As described more fully in our prior post, Project 3.0’s objective is to increase the accessibility of director and CEO positions for women and persons of color by encouraging companies to adopt a “Rooney Rule” policy, resembling the one employed by the National Football League. In its simplest form, a “Rooney Rule” policy ensures that a vacancy is filled by drawing from a candidate pool with at least one minority candidate.

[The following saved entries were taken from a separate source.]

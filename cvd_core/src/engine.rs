//! Risk assessment pipeline.
//!
//! Runs the calculation end to end:
//! - Baseline 10-year risk from the patient profile
//! - LDL-C projection for the treatment plan
//! - Risk after LDL lowering
//! - Recommendation tier for the final risk
//!
//! A baseline failure aborts the pipeline before any treatment step runs.

use crate::baseline::estimate_baseline_risk;
use crate::cache::BaselineRiskCache;
use crate::catalog::{get_default_catalog, TherapyCatalog};
use crate::config::TreatmentConfig;
use crate::recommendation::RecommendationTier;
use crate::treatment::{adjust_risk_for_ldl, project_ldl, DEFAULT_MAX_TOTAL_REDUCTION_PERCENT};
use crate::{PatientProfile, Result, RiskAssessment, TreatmentPlan};

/// Calculation engine bound to a therapy catalog and treatment settings
#[derive(Clone, Debug)]
pub struct RiskEngine<'a> {
    catalog: &'a TherapyCatalog,
    max_total_reduction_percent: f64,
}

impl RiskEngine<'static> {
    /// Engine over the built-in catalog with default settings
    pub fn with_defaults() -> Self {
        Self {
            catalog: get_default_catalog(),
            max_total_reduction_percent: DEFAULT_MAX_TOTAL_REDUCTION_PERCENT,
        }
    }
}

impl<'a> RiskEngine<'a> {
    pub fn new(catalog: &'a TherapyCatalog, treatment: &TreatmentConfig) -> Self {
        Self {
            catalog,
            max_total_reduction_percent: treatment.max_total_reduction_percent,
        }
    }

    pub fn catalog(&self) -> &'a TherapyCatalog {
        self.catalog
    }

    /// Full assessment for one patient and treatment plan
    pub fn assess(&self, profile: &PatientProfile, plan: &TreatmentPlan) -> Result<RiskAssessment> {
        let baseline = estimate_baseline_risk(profile)?;
        Ok(self.apply_treatment(baseline, profile, plan))
    }

    /// Same as [`assess`](Self::assess), reading the baseline through `cache`
    pub fn assess_cached(
        &self,
        profile: &PatientProfile,
        plan: &TreatmentPlan,
        cache: &BaselineRiskCache,
    ) -> Result<RiskAssessment> {
        let baseline = cache.get_or_compute(profile)?;
        Ok(self.apply_treatment(baseline, profile, plan))
    }

    fn apply_treatment(
        &self,
        baseline_risk: f64,
        profile: &PatientProfile,
        plan: &TreatmentPlan,
    ) -> RiskAssessment {
        let projection = project_ldl(
            self.catalog,
            profile.ldl,
            plan.current_therapy.as_deref(),
            plan.prescribed_therapy.as_deref(),
            &plan.add_ons,
            self.max_total_reduction_percent,
        );

        let final_risk = adjust_risk_for_ldl(baseline_risk, profile.ldl, projection.projected_ldl);
        let tier = RecommendationTier::for_risk(final_risk);

        tracing::info!(
            "Assessment: baseline {}% -> final {:.1}% ({}), LDL {} -> {:.2} mmol/L",
            baseline_risk,
            final_risk,
            tier,
            profile.ldl,
            projection.projected_ldl
        );

        RiskAssessment {
            baseline_risk_percent: baseline_risk,
            projected_ldl: projection.projected_ldl,
            total_ldl_reduction_percent: projection.total_reduction_percent,
            uncapped_ldl_reduction_percent: projection.uncapped_reduction_percent,
            final_risk_percent: final_risk,
            absolute_risk_reduction: baseline_risk - final_risk,
            target_ldl: plan.target_ldl,
            target_met: projection.projected_ldl <= plan.target_ldl,
            tier,
            recommendation: tier.recommendation(),
        }
    }
}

The launch of Project 3.0 included NYC Comptroller Stringer’s written letters to 56 companies in October 2019 requesting the adoption of a director and CEO diversity search policy targeting women and people of color. Of the 56 companies, NYCRS submitted shareholder proposals with 17 companies (~30%) for the 2020 proxy season. NYC Comptroller Stringer reports that 13 of 17 companies have approved and publicly disclosed policies—a 76.5% withdrawal rate. According to NYC Comptroller Stringer, many of the policies include a provision that requires hiring search firms that will include women and people of color in the initial list or candidate pool. The comptroller explained that shareholder proposals were filed at two companies that only agreed to adopt a director policy, but not a CEO policy. One of these companies will be omitting the proposal from the proxy after receiving a response from the SEC that concurred with the company’s rationale for omission. As a result, the NYCRS’s shareholder proposal is scheduled to go before the shareholders at three companies in connection with their respective annual meetings.

NYCRS’s proxy voting guidelines provide that it will hold accountable members of the nominating committee seeking re-election if the board lacks the level of diversity that the NYCRS deems appropriate.